In his new book Generous Justice: How God’s Grace Makes Us Just, Rev. Tim Keller, pastor of Redeemer Presbyterian Church (PCA) in Manhattan, defines what justice really means. Keller describes our duty to all those who bear God’s image. He explains how the gospel affects our view of the poor. He discusses the relationship between word and deed ministry, the balance between evangelism and social justice, and the priorities of the local church versus those of individual Christians. ByFaithOnline spoke with Keller about the impact he hopes the book will have.

What compelled you to write Generous Justice?

I think there’s a fair amount of confusion—especially in our relatively small, Reformed, and evangelical circles—about the relationship of word and deed, both in the Christian life and in church ministry. The confusion actually goes back quite a ways. The Modernist Fundamentalists split about 100 years ago between mainline churches and conservative churches; that split, to some degree, has been over the role of social justice.

The debate continues even today, as to whether we should be engaged with culture, and whether we should try to change society. So I thought I would speak to it.

You define justice as “caring for the vulnerable.” That’s a different definition than most of us have. How does it square with our ideas about righting wrongs or punishing evil?

If you want an umbrella definition of justice here it is: Giving people what they deserve.

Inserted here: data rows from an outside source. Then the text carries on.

use std::fmt;

/// Side to move or owner of a piece.
#[derive(Debug, Clone, Copy, PartialEq, Eq, Hash)]
pub enum Color {
    White,
    Black,
}

impl Color {
    #[inline]
    pub const fn other(self) -> Self {
        match self {
            Color::White => Color::Black,
            Color::Black => Color::White,
        }
    }

    /// The side-to-move letter used in position text.
    #[inline]
    pub const fn char(self) -> char {
        match self {
            Color::White => 'w',
            Color::Black => 'b',
        }
    }

    pub const fn from_char(c: char) -> Option<Self> {
        match c {
            'w' => Some(Color::White),
            'b' => Some(Color::Black),
            _ => None,
        }
    }

    /// Direction pawns of this colour advance in.
    #[inline]
    pub const fn forward(self) -> i8 {
        match self {
            Color::White => 1,
            Color::Black => -1,
        }
    }
}

impl fmt::Display for Color {
    fn fmt(&self, f: &mut fmt::Formatter<'_>) -> fmt::Result {
        match self {
            Color::White => f.write_str("white"),
            Color::Black => f.write_str("black"),
        }
    }
}

#[derive(Debug, Clone, Copy, PartialEq, Eq, Hash)]
pub enum Role {
    Pawn,
    Knight,
    Bishop,
    Rook,
    Queen,
    King,
}

impl Role {
    /// Roles a pawn may promote to, in generation order.
    pub const PROMOTIONS: [Role; 4] = [Role::Queen, Role::Rook, Role::Bishop, Role::Knight];

    /// Lowercase letter for this role.
    pub const fn char(self) -> char {
        match self {
            Role::Pawn => 'p',
            Role::Knight => 'n',
            Role::Bishop => 'b',
            Role::Rook => 'r',
            Role::Queen => 'q',
            Role::King => 'k',
        }
    }

    /// Role for a letter in either case.
    pub const fn from_char(c: char) -> Option<Self> {
        match c.to_ascii_lowercase() {
            'p' => Some(Role::Pawn),
            'n' => Some(Role::Knight),
            'b' => Some(Role::Bishop),
            'r' => Some(Role::Rook),
            'q' => Some(Role::Queen),
            'k' => Some(Role::King),
            _ => None,
        }
    }
}

#[derive(Debug, Clone, Copy, PartialEq, Eq, Hash)]
pub struct Piece {
    pub role: Role,
    pub color: Color,
}

impl Piece {
    #[inline]
    pub const fn new(role: Role, color: Color) -> Self {
        Self { role, color }
    }

    /// Position-text letter: uppercase for white, lowercase for black.
    pub const fn char(self) -> char {
        let c = self.role.char();
        match self.color {
            Color::White => c.to_ascii_uppercase(),
            Color::Black => c,
        }
    }

    pub const fn from_char(c: char) -> Option<Self> {
        let color = if c.is_ascii_uppercase() {
            Color::White
        } else {
            Color::Black
        };
        match Role::from_char(c) {
            Some(role) => Some(Piece { role, color }),
            None => None,
        }
    }
}
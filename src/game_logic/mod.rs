//! Chess rules: attack detection, move generation and game status.

pub mod attacks;
pub mod movegen;
pub mod status;

use std::fmt;

use crate::game_state::{CastlingSide, Role, Square};
use crate::notation::UciMove;

pub use movegen::{apply, legal_moves, legal_moves_from};
pub use status::{Status, status};

/// What a move does besides relocating the moving piece.
///
/// Derived from the position the move was generated in.
#[derive(Debug, Clone, Copy, PartialEq, Eq, Hash)]
pub enum MoveKind {
    Quiet,
    Capture,
    /// Pawn advancing two ranks; leaves an en-passant target behind it.
    DoublePush,
    /// Pawn capture onto the en-passant target.
    EnPassant,
    Castle(CastlingSide),
}

/// A move generated for a specific position.
#[derive(Debug, Clone, Copy, PartialEq, Eq, Hash)]
pub struct Move {
    from: Square,
    to: Square,
    promotion: Option<Role>,
    kind: MoveKind,
}

impl Move {
    pub(crate) const fn new(from: Square, to: Square, kind: MoveKind) -> Self {
        Self {
            from,
            to,
            promotion: None,
            kind,
        }
    }

    pub(crate) const fn with_promotion(self, role: Role) -> Self {
        Self {
            promotion: Some(role),
            ..self
        }
    }

    #[inline]
    pub const fn from(&self) -> Square {
        self.from
    }

    #[inline]
    pub const fn to(&self) -> Square {
        self.to
    }

    #[inline]
    pub const fn promotion(&self) -> Option<Role> {
        self.promotion
    }

    #[inline]
    pub const fn kind(&self) -> MoveKind {
        self.kind
    }

    /// True for moves that remove an opposing piece, including en passant.
    pub const fn is_capture(&self) -> bool {
        matches!(self.kind, MoveKind::Capture | MoveKind::EnPassant)
    }

    pub const fn is_en_passant(&self) -> bool {
        matches!(self.kind, MoveKind::EnPassant)
    }

    pub const fn is_castle(&self) -> bool {
        matches!(self.kind, MoveKind::Castle(_))
    }

    /// Square of the piece this move captures, if any.
    ///
    /// Differs from the destination only for en passant.
    pub fn capture_square(&self) -> Option<Square> {
        match self.kind {
            MoveKind::Capture => Some(self.to),
            MoveKind::EnPassant => Some(Square::new(self.to.file(), self.from.rank())),
            _ => None,
        }
    }

    /// Coordinate notation for this move.
    pub fn to_uci(&self) -> UciMove {
        UciMove {
            from: self.from,
            to: self.to,
            promotion: self.promotion,
        }
    }

    /// Whether a parsed request names this move.
    pub fn matches(&self, uci: &UciMove) -> bool {
        self.from == uci.from && self.to == uci.to && self.promotion == uci.promotion
    }
}

impl fmt::Display for Move {
    fn fmt(&self, f: &mut fmt::Formatter<'_>) -> fmt::Result {
        write!(f, "{}", self.to_uci())
    }
}
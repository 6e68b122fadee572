use webchess::{GameConfig, Session, terminal};

fn main() {
    log::info!("webchess terminal");
    terminal::run_interactive_terminal(Session::new(GameConfig::default()));
}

Now, that’s negative. But there’s a positive aspect to it as well. On the negative side that means we find evildoers, and we stop them. On the positive side, we’re to look to the vulnerable—to people made in the image of God—and ask ourselves: ‘Are they getting the kind of care they’re due? As beings made in God’s image, are they being cared for properly?’

That means that every person comes into your presence with certain claims on you. For example, you’re not supposed to kill them; it says that in Genesis 9. Instead, you have the obligation to care for them and protect them—that’s your job. How do we do that? By giving them what they, as God’s image bearers, are owed. That’s what justice is—giving people what they’re due. So, we punish evildoers, and we care for the vulnerable.

A few pages later you add to this definition. Justice, you say, is “right relationships.” What’s the correlation between our personal relationships and doing justice?

When we define justice as giving people what they’re due, we’re actually saying, live with people in right relationship, we’re saying, relate to people as God would have you relate to them. That’s probably the ultimate, biblical definition, and it’s certainly the meaning of the [Hebrew] word tzadeqah, which appears scores of times in Scripture, and is translated ‘righteousness’ or ‘justice.’ It means to live in right relationship with those around you.

It’s interesting, in Job 29 and Job 31, Job makes a list of the things that God requires of him in his relationships with others. At one point it occurs to him that if he keeps his food and his fleece--in other words if he doesn’t share with the poor--that violates God’s will. In God’s eyes, being generous with the poor is part of what it means to be rightly related to others.